TRY IT: Print, in exact form, the lines below from the one containing "matches!(self.role, UserRole::Seller)" through the one containing "pub mod database;", and omit all others.

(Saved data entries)

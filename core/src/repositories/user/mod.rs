pub mod r#trait {
    pub use super::trait_::*;
}
#[path = "trait.rs"]
mod trait_;
pub mod mock;


pub use mock::MockUserRepository;
pub use r#trait::UserRepository;
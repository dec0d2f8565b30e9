//! User entity representing a registered KayCribs account.

use chrono::{DateTime, Utc};
use serde::{Deserialize, Serialize};
use uuid::Uuid;

/// Represents the role of a user in the marketplace
#[derive(Debug, Clone, Copy, PartialEq, Eq, Default, Serialize, Deserialize)]
#[serde(rename_all = "lowercase")]
pub enum UserRole {
    /// Someone browsing for property to buy or rent
    #[default]
    Buyer,
    /// An agent or owner advertising property
    Seller,
}

impl UserRole {
    pub fn as_str(&self) -> &'static str {
        match self {
            UserRole::Buyer => "buyer",
            UserRole::Seller => "seller",
        }
    }
}

impl std::fmt::Display for UserRole {
    fn fmt(&self, f: &mut std::fmt::Formatter<'_>) -> std::fmt::Result {
        f.write_str(self.as_str())
    }
}

impl std::str::FromStr for UserRole {
    type Err = String;

    fn from_str(s: &str) -> Result<Self, Self::Err> {
        match s {
            "buyer" => Ok(UserRole::Buyer),
            "seller" => Ok(UserRole::Seller),
            _ => Err(format!("Invalid user role: {}", s)),
        }
    }
}

/// User entity representing a registered user
///
/// Deliberately not serializable: the password hash must never leave the
/// service through a response body.
#[derive(Debug, Clone, PartialEq, Eq)]
pub struct User {
    /// Unique identifier for the user
    pub id: Uuid,

    pub first_name: String,

    pub last_name: String,

    /// Unique login email
    pub email: String,

    /// bcrypt hash of the password
    pub password_hash: String,

    pub role: UserRole,

    /// Identity document number, kept for sellers only
    pub id_number: Option<String>,

    /// Timestamp when the user was created
    pub created_at: DateTime<Utc>,
}

impl User {
    /// Creates a new User instance
    ///
    /// `id_number` is dropped unless the role is [`UserRole::Seller`].
    /// `created_at` is stamped at millisecond precision.
    pub fn new(
        first_name: String,
        last_name: String,
        email: String,
        password_hash: String,
        role: UserRole,
        id_number: Option<String>,
    ) -> Self {
        let id_number = match role {
            UserRole::Seller => id_number,
            UserRole::Buyer => None,
        };

        Self {
            id: Uuid::new_v4(),
            first_name,
            last_name,
            email,
            password_hash,
            role,
            id_number,
            created_at: super::millisecond_ceiling(Utc::now()),
        }
    }

    /// Full display name, `"{first} {last}"`
    pub fn display_name(&self) -> String {
        format!("{} {}", self.first_name, self.last_name)
    }

    /// Checks if the user is a seller
    pub fn is_seller(&self) -> bool {
        matches!(self.role, UserRole::Seller)
    }
}
//! # Infrastructure Layer
//!
//! Concrete implementations of the repository traits declared in `kc_core`,
//! backed by MongoDB.
//!
//! ## Architecture
//!
//! - **Database**: connection management, index setup, and one repository per
//!   collection (`users`, `listings`)
//!
//! Storage failures leave this crate as `DomainError::Internal` carrying the
//! driver's message, except duplicate-email writes which surface as
//! `AuthError::UserAlreadyExists`.

// Re-export core types for convenience
pub use kc_core::errors::*;

/// Database module - MongoDB implementations
pub mod database;

pub use database::{MongoDatabase, MongoListingRepository, MongoUserRepository};

/// Infrastructure-specific error types
#[derive(Debug, thiserror::Error)]
pub enum InfrastructureError {
    /// Driver error
    #[error("Database error: {0}")]
    Database(#[from] mongodb::error::Error),

    /// Configuration error
    #[error("Configuration error: {0}")]
    Config(String),

    /// Stored document could not be mapped to a domain entity
    #[error("Corrupt document: {0}")]
    CorruptDocument(String),
}

impl From<InfrastructureError> for DomainError {
    fn from(err: InfrastructureError) -> Self {
        match err {
            InfrastructureError::Database(e) => DomainError::internal(e.to_string()),
            other => DomainError::internal(other.to_string()),
        }
    }
}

OUTPUT FOR THIS TASK:
        matches!(self.role, UserRole::Seller)
    }
}
//! # Infrastructure Layer
//!
//! Concrete implementations of the repository traits declared in `kc_core`,
//! backed by MongoDB.
//!
//! ## Architecture
//!
//! - **Database**: connection management, index setup, and one repository per
//!   collection (`users`, `listings`)
//!
//! Storage failures leave this crate as `DomainError::Internal` carrying the
//! driver's message, except duplicate-email writes which surface as
//! `AuthError::UserAlreadyExists`.

// Re-export core types for convenience
pub use kc_core::errors::*;

/// Database module - MongoDB implementations
pub mod database;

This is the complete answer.